Copy out the lines below that hold the word "with".

Saved entries
========================================

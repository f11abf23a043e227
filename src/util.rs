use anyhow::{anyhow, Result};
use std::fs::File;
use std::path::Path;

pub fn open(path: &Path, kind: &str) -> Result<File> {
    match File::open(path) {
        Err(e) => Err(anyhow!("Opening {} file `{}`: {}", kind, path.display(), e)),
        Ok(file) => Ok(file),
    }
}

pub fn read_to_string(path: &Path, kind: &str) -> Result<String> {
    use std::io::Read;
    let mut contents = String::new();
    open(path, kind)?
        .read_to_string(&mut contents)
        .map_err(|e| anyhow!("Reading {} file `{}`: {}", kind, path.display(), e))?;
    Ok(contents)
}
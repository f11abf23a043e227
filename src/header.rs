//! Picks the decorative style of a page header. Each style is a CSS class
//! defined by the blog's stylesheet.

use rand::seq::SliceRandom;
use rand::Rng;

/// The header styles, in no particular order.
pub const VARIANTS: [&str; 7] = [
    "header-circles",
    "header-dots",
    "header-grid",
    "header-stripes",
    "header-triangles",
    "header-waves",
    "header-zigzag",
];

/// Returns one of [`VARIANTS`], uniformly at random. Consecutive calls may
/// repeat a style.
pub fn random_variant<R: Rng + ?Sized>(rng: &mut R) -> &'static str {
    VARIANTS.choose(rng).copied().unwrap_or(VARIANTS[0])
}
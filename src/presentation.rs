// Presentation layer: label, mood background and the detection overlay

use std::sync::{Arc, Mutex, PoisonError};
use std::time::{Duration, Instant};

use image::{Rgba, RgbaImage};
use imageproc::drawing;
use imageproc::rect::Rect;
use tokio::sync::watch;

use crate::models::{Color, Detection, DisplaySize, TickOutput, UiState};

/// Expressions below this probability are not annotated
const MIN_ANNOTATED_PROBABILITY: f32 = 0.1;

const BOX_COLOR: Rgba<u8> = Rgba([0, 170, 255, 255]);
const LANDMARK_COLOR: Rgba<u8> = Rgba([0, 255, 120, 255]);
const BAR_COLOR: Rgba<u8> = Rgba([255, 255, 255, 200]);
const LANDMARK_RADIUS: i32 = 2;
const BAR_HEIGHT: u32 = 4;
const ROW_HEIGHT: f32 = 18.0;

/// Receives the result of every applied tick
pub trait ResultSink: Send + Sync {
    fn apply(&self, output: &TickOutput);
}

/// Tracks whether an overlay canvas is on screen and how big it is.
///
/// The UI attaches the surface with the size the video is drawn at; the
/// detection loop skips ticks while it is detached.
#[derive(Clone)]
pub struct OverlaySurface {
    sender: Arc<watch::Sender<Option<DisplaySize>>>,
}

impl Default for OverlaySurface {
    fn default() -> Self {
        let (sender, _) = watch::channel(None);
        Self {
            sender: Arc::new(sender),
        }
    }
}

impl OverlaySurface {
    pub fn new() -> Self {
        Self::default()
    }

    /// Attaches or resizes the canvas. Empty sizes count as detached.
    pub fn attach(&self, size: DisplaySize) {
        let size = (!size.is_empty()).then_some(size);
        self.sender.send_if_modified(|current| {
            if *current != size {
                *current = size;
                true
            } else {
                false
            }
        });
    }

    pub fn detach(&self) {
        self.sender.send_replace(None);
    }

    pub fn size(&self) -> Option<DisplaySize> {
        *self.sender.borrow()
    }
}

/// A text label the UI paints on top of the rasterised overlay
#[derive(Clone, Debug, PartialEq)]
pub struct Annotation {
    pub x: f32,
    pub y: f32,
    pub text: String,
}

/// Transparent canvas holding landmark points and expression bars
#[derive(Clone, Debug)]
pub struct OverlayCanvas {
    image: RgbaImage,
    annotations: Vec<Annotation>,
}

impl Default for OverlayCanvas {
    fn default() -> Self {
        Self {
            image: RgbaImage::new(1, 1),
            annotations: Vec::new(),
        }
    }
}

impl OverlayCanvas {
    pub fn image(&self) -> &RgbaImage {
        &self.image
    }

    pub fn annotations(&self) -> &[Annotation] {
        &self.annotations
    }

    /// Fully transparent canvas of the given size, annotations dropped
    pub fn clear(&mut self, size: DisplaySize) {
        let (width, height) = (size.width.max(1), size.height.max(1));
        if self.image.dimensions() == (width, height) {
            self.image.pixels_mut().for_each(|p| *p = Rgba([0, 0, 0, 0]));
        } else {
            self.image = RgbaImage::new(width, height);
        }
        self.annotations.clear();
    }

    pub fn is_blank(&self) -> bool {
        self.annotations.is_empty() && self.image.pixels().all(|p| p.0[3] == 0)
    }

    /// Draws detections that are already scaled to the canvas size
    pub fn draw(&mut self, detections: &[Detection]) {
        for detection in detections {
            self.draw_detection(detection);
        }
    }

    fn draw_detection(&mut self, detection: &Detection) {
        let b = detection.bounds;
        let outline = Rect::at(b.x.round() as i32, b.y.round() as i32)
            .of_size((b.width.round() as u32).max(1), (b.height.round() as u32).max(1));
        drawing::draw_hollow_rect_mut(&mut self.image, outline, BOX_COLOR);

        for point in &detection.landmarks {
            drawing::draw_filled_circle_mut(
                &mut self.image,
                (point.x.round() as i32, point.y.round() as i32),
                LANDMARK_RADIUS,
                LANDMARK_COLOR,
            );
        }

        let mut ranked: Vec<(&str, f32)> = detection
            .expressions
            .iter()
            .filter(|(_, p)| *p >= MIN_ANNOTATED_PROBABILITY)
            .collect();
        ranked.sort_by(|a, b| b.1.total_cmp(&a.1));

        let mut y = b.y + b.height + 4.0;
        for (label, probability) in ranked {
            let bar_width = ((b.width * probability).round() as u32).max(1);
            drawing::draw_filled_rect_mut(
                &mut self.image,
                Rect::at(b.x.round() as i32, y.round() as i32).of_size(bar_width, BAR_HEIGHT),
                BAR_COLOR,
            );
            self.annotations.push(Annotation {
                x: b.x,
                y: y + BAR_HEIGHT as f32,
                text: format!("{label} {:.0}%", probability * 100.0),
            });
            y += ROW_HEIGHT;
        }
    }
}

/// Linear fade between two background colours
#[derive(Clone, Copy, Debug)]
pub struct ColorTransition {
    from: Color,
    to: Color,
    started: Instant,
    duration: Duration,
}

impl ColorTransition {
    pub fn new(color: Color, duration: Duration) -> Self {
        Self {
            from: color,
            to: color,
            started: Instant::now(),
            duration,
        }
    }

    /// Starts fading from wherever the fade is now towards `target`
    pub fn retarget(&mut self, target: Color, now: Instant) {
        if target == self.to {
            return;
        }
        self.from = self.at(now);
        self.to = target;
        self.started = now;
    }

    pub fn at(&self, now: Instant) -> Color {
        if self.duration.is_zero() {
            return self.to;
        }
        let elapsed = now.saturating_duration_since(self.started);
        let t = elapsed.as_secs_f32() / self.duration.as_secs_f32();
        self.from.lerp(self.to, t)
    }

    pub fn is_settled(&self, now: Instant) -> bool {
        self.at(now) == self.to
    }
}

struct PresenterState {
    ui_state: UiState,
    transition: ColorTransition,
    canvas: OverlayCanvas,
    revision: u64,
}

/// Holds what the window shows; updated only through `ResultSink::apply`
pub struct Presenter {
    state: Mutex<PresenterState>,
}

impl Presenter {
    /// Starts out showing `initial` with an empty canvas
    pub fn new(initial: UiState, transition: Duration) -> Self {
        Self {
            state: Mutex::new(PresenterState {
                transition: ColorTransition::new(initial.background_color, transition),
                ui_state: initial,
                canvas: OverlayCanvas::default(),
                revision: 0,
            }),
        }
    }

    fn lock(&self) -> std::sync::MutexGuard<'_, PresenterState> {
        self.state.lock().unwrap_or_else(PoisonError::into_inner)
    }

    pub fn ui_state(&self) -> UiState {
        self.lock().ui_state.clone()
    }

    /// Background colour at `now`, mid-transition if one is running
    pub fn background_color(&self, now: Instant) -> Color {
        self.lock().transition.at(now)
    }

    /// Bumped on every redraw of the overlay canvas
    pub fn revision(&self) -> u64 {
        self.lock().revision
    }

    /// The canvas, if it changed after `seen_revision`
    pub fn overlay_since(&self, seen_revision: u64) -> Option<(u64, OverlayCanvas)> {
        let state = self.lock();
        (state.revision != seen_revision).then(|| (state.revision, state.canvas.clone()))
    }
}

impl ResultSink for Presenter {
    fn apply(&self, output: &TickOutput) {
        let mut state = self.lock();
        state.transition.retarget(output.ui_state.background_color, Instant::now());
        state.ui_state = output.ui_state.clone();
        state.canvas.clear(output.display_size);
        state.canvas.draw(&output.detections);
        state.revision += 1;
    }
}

========================================

▶ **FINAL ANSWER**
/// The UI attaches the surface with the size the video is drawn at; the
    /// Starts out showing `initial` with an empty canvas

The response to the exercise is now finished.